BEGIN
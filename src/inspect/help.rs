use std::io::Write;

use crate::error::InspectError;

#[derive(Debug, Clone, Copy, PartialEq, Eq)]
pub struct HelpEntry {
    pub name: &'static str,
    pub signature: &'static str,
    pub summary: &'static str,
}

/// Registry of the snapshot helpers, kept in name order.
#[derive(Debug, Clone)]
pub struct HelpRegistry {
    entries: Vec<HelpEntry>,
}

impl Default for HelpRegistry {
    fn default() -> Self {
        Self::builtin()
    }
}

impl HelpRegistry {
    #[must_use]
    pub fn builtin() -> Self {
        let mut entries = vec![
            HelpEntry {
                name: "prop",
                signature: "prop(key)(obj)",
                summary: "Value of obj[key], or nothing when the key is missing.",
            },
            HelpEntry {
                name: "is",
                signature: "is(key)(val)(obj)",
                summary: "True when obj[key] equals val. Used by --where key=val.",
            },
            HelpEntry {
                name: "submissions",
                signature: "submissions()",
                summary: "The content.Submissions list of the snapshot, unmodified.",
            },
            HelpEntry {
                name: "lookup",
                signature: "lookup(path)",
                summary: "Value at a dotted path; numeric segments index lists. Used by --path.",
            },
            HelpEntry {
                name: "help",
                signature: "help([name])",
                summary: "Lists the helpers, or describes one of them.",
            },
        ];
        entries.sort_by_key(|entry| entry.name);
        Self { entries }
    }

    #[must_use]
    pub fn get(&self, name: &str) -> Option<&HelpEntry> {
        self.entries.iter().find(|entry| entry.name == name)
    }

    pub fn entries(&self) -> impl Iterator<Item = &HelpEntry> {
        self.entries.iter()
    }

    /// Prints one helper, or all of them when `topic` is `None` or empty.
    ///
    /// # Errors
    ///
    /// Returns an error for an unknown helper name or a failed write.
    pub fn print<W: Write>(&self, topic: Option<&str>, out: &mut W) -> Result<(), InspectError> {
        match topic.map(str::trim).filter(|name| !name.is_empty()) {
            Some(name) => {
                let entry = self.get(name).ok_or_else(|| InspectError::UnknownHelper {
                    name: name.to_owned(),
                })?;
                writeln!(out, "{}", entry.signature)?;
                writeln!(out, "  {}", entry.summary)?;
            }
            None => {
                let width = self
                    .entries
                    .iter()
                    .map(|entry| entry.signature.len())
                    .max()
                    .unwrap_or(0);
                for entry in &self.entries {
                    writeln!(out, "{:<width$}  {}", entry.signature, entry.summary)?;
                }
            }
        }
        Ok(())
    }
}
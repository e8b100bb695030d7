use std::path::{Path, PathBuf};

use crate::error::{AppError, AppResult, ConfigError};

use super::types::ConfigFile;

/// Config filenames checked in the working directory when `--config` is absent.
pub(crate) const DEFAULT_CONFIG_FILES: [&str; 2] = ["orange-load.toml", "orange-load.json"];

/// Loads a configuration file from the provided path or default locations.
///
/// # Errors
///
/// Returns an error when the config file cannot be read or parsed.
pub fn load_config(path: Option<&str>) -> AppResult<Option<ConfigFile>> {
    if let Some(path) = path {
        let path = PathBuf::from(path);
        return Ok(Some(load_config_file(&path)?));
    }

    for candidate in DEFAULT_CONFIG_FILES {
        let path = PathBuf::from(candidate);
        if path.exists() {
            tracing::debug!("Using config file {}", path.display());
            return Ok(Some(load_config_file(&path)?));
        }
    }

    Ok(None)
}

pub(crate) fn load_config_file(path: &Path) -> AppResult<ConfigFile> {
    let content = std::fs::read_to_string(path).map_err(|err| {
        AppError::config(ConfigError::ReadConfig {
            path: path.to_path_buf(),
            source: err,
        })
    })?;
    match path.extension().and_then(|ext| ext.to_str()) {
        Some("toml") => toml::from_str(&content).map_err(|err| {
            AppError::config(ConfigError::ParseToml {
                path: path.to_path_buf(),
                source: err,
            })
        }),
        Some("json") => serde_json::from_str(&content).map_err(|err| {
            AppError::config(ConfigError::ParseJson {
                path: path.to_path_buf(),
                source: err,
            })
        }),
        Some(ext) => Err(AppError::config(ConfigError::UnsupportedExtension {
            ext: ext.to_owned(),
        })),
        None => Err(AppError::config(ConfigError::MissingExtension)),
    }
}
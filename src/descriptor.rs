//! Command descriptor data model.
//!
//! A [`CommandDescriptor`] is an immutable snapshot of one callable command's
//! shape — name, parameters with their attributes, parameter-set membership,
//! output-type declarations, help link, and (for source-visible commands) the
//! raw definition text. Descriptors are produced by an external
//! [`CommandResolver`](crate::resolve::CommandResolver) and are never mutated
//! by the rule engine.
//!
//! All types derive [`serde::Deserialize`] so descriptor snapshots can be
//! stored as JSON fixtures and replayed through the CLI without a live shell
//! runtime.

use serde::{Deserialize, Serialize};

/// Marker set name for parameters that belong to every parameter set.
pub const ALL_PARAMETER_SETS: &str = "__AllParameterSets";

/// Common engine-provided parameter names that every advanced command
/// receives automatically. User-declared parameters must not collide with
/// these, and they are excluded from parameter-count ceilings.
pub const COMMON_PARAMETER_NAMES: &[&str] = &[
    "Verbose",
    "Debug",
    "ErrorAction",
    "WarningAction",
    "InformationAction",
    "ErrorVariable",
    "WarningVariable",
    "InformationVariable",
    "OutVariable",
    "OutBuffer",
    "PipelineVariable",
    "UseTransaction",
    "Confirm",
    "WhatIf",
];

/// How the command is implemented.
#[derive(Debug, Clone, Copy, Default, PartialEq, Eq, Serialize, Deserialize)]
#[serde(rename_all = "lowercase")]
pub enum CommandKind {
    /// Script function with visible definition text.
    #[default]
    Function,
    /// Alias to another command.
    Alias,
    /// Precompiled binary command — no source text available.
    Compiled,
}

/// One declared parameter and its attributes.
#[derive(Debug, Clone, Default, Serialize, Deserialize)]
#[serde(default)]
pub struct ParameterDescriptor {
    pub name: String,
    /// Declared type name (e.g. `string`, `System.Uri`, `int32`).
    #[serde(rename = "type")]
    pub type_name: String,
    pub aliases: Vec<String>,
    pub mandatory: bool,
    /// Declared position, or `None` when the parameter is named-only.
    pub position: Option<i32>,
    pub value_from_pipeline: bool,
    pub value_from_pipeline_by_property_name: bool,
    /// Internal-only visibility flag. Must never be set on a public parameter.
    pub dont_show: bool,
    pub min_range: Option<f64>,
    pub max_range: Option<f64>,
    /// Allowed-value set from a validation attribute, when declared.
    pub valid_values: Option<Vec<String>>,
    /// Parameter sets this parameter belongs to. Empty means "all sets".
    pub member_of_sets: Vec<String>,
}

impl ParameterDescriptor {
    /// Returns `true` if the parameter accepts pipeline input by value or by
    /// property name.
    pub fn accepts_pipeline(&self) -> bool {
        self.value_from_pipeline || self.value_from_pipeline_by_property_name
    }

    /// Returns `true` if this parameter belongs to the named set.
    ///
    /// An empty `member_of_sets` (or an explicit [`ALL_PARAMETER_SETS`]
    /// marker) places the parameter in every set.
    pub fn in_set(&self, set: &str) -> bool {
        self.member_of_sets.is_empty()
            || self
                .member_of_sets
                .iter()
                .any(|s| s == set || s == ALL_PARAMETER_SETS)
    }

    /// Returns `true` if the parameter applies to every parameter set.
    pub fn in_all_sets(&self) -> bool {
        self.member_of_sets.is_empty()
            || self.member_of_sets.iter().any(|s| s == ALL_PARAMETER_SETS)
    }

    /// Returns `true` if this is an engine-provided common parameter.
    pub fn is_common(&self) -> bool {
        COMMON_PARAMETER_NAMES
            .iter()
            .any(|c| c.eq_ignore_ascii_case(&self.name))
    }
}

/// A named, mutually exclusive grouping of parameters.
#[derive(Debug, Clone, Default, Serialize, Deserialize)]
#[serde(default)]
pub struct ParameterSetDescriptor {
    pub name: String,
    pub is_default: bool,
}

/// Immutable snapshot of one command's introspected metadata.
#[derive(Debug, Clone, Default, Serialize, Deserialize)]
#[serde(default)]
pub struct CommandDescriptor {
    pub name: String,
    /// Verb segment of the name. Derived from `name` when left empty.
    pub verb: String,
    /// Noun segment of the name. Derived from `name` when left empty.
    pub noun: String,
    pub kind: CommandKind,
    /// Parameters in declaration order. Names are unique within a parameter
    /// set, but one parameter may belong to several sets.
    pub parameters: Vec<ParameterDescriptor>,
    pub parameter_sets: Vec<ParameterSetDescriptor>,
    pub default_parameter_set: Option<String>,
    /// Declared output type names.
    pub output_types: Vec<String>,
    pub help_uri: Option<String>,
    /// Source text of the command body. Absent for precompiled commands;
    /// rules that scan it must skip when it is missing.
    pub raw_definition: Option<String>,
}

impl CommandDescriptor {
    /// Creates a descriptor for `name`, deriving the verb/noun split at the
    /// first hyphen.
    pub fn new(name: &str) -> Self {
        let (verb, noun) = split_verb_noun(name);
        CommandDescriptor {
            name: name.to_string(),
            verb,
            noun,
            ..CommandDescriptor::default()
        }
    }

    /// Verb segment, falling back to the part of `name` before the first
    /// hyphen when the field was not populated by the provider.
    pub fn verb(&self) -> &str {
        if self.verb.is_empty() {
            self.name.split('-').next().unwrap_or("")
        } else {
            &self.verb
        }
    }

    /// Noun segment, falling back to the part of `name` after the first
    /// hyphen when the field was not populated by the provider.
    pub fn noun(&self) -> &str {
        if self.noun.is_empty() {
            match self.name.split_once('-') {
                Some((_, noun)) => noun,
                None => "",
            }
        } else {
            &self.noun
        }
    }

    /// User-declared parameters, with engine-provided common parameters
    /// filtered out.
    pub fn user_parameters(&self) -> impl Iterator<Item = &ParameterDescriptor> {
        self.parameters.iter().filter(|p| !p.is_common())
    }

    /// Finds a parameter by name, case-insensitively.
    pub fn parameter(&self, name: &str) -> Option<&ParameterDescriptor> {
        self.parameters
            .iter()
            .find(|p| p.name.eq_ignore_ascii_case(name))
    }

    /// All parameter-set names in play: the declared sets plus any set only
    /// referenced from a parameter's membership list. Yields a single
    /// [`ALL_PARAMETER_SETS`] entry for commands without named sets.
    pub fn set_names(&self) -> Vec<String> {
        let mut names: Vec<String> = self
            .parameter_sets
            .iter()
            .map(|s| s.name.clone())
            .collect();
        for param in &self.parameters {
            for set in &param.member_of_sets {
                if set != ALL_PARAMETER_SETS && !names.iter().any(|n| n == set) {
                    names.push(set.clone());
                }
            }
        }
        if names.is_empty() {
            names.push(ALL_PARAMETER_SETS.to_string());
        }
        names
    }

    /// Parameters belonging to the named set (including all-sets parameters).
    pub fn parameters_in_set<'a>(
        &'a self,
        set: &'a str,
    ) -> impl Iterator<Item = &'a ParameterDescriptor> {
        self.parameters.iter().filter(move |p| p.in_set(set))
    }

    /// The declared default parameter set, from either the explicit field or
    /// a set flagged `is_default`.
    pub fn default_set(&self) -> Option<&str> {
        self.default_parameter_set
            .as_deref()
            .or_else(|| {
                self.parameter_sets
                    .iter()
                    .find(|s| s.is_default)
                    .map(|s| s.name.as_str())
            })
    }
}

/// Splits `Verb-Noun` at the first hyphen. Names without a hyphen become a
/// bare verb with an empty noun.
fn split_verb_noun(name: &str) -> (String, String) {
    match name.split_once('-') {
        Some((verb, noun)) => (verb.to_string(), noun.to_string()),
        None => (name.to_string(), String::new()),
    }
}

// ---------------------------------------------------------------------------
// Type-name classification
// ---------------------------------------------------------------------------
// Descriptors carry declared types as plain strings (`string`,
// `System.Management.Automation.SwitchParameter`, `int[]`). Classification
// compares the final dotted segment, case-insensitively, with any array
// suffix stripped. Live type resolution belongs to the external
// introspection provider, not to this crate.

/// Final dotted segment of a type name, lowercased, `[]` suffix stripped.
fn base_type(type_name: &str) -> String {
    let trimmed = type_name.trim().trim_end_matches("[]");
    trimmed
        .rsplit('.')
        .next()
        .unwrap_or(trimmed)
        .to_lowercase()
}

/// Free-form text type.
pub fn is_string_type(type_name: &str) -> bool {
    base_type(type_name) == "string"
}

/// Plain boolean type (not a switch).
pub fn is_boolean_type(type_name: &str) -> bool {
    matches!(base_type(type_name).as_str(), "bool" | "boolean")
}

/// Flag-style switch type.
pub fn is_switch_type(type_name: &str) -> bool {
    matches!(base_type(type_name).as_str(), "switch" | "switchparameter")
}

/// Dedicated URI type.
pub fn is_uri_type(type_name: &str) -> bool {
    base_type(type_name) == "uri"
}

/// Credential type accepted by the `Credential` standard parameter.
pub fn is_credential_type(type_name: &str) -> bool {
    base_type(type_name) == "pscredential"
}

/// 16/32/64-bit signed or unsigned integer type.
pub fn is_numeric_type(type_name: &str) -> bool {
    matches!(
        base_type(type_name).as_str(),
        "int16"
            | "int32"
            | "int64"
            | "uint16"
            | "uint32"
            | "uint64"
            | "short"
            | "int"
            | "long"
            | "ushort"
            | "uint"
            | "ulong"
    )
}

/// Built-in scalar types that carry no structure worth declaring as a
/// command's output.
pub fn is_primitive_type(type_name: &str) -> bool {
    matches!(
        base_type(type_name).as_str(),
        "string"
            | "char"
            | "bool"
            | "boolean"
            | "byte"
            | "sbyte"
            | "int16"
            | "int32"
            | "int64"
            | "uint16"
            | "uint32"
            | "uint64"
            | "short"
            | "int"
            | "long"
            | "ushort"
            | "uint"
            | "ulong"
            | "single"
            | "float"
            | "double"
            | "decimal"
            | "object"
    )
}

/// Returns `true` when `type_name` has the shape of a resolvable type
/// reference: a non-empty dotted identifier path with an optional `[]`
/// suffix. The actual lookup against a live type system is the
/// introspection provider's concern.
pub fn is_resolvable_type(type_name: &str) -> bool {
    static RE_TYPE_SHAPE: std::sync::LazyLock<regex::Regex> = std::sync::LazyLock::new(|| {
        regex::Regex::new(r"^[A-Za-z_][A-Za-z0-9_+]*(\.[A-Za-z_][A-Za-z0-9_+]*)*(\[\])?$").unwrap()
    });
    RE_TYPE_SHAPE.is_match(type_name.trim())
}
END
## Goal of the exercise
Copy the entries above exactly, but only from the line holding "pub fn new(name: &str)" through the line holding "before the first", both included.

## Solution to this problem
    pub fn new(name: &str) -> Self {
        let (verb, noun) = split_verb_noun(name);
        CommandDescriptor {
            name: name.to_string(),
            verb,
            noun,
            ..CommandDescriptor::default()
        }
    }

    /// Verb segment, falling back to the part of `name` before the first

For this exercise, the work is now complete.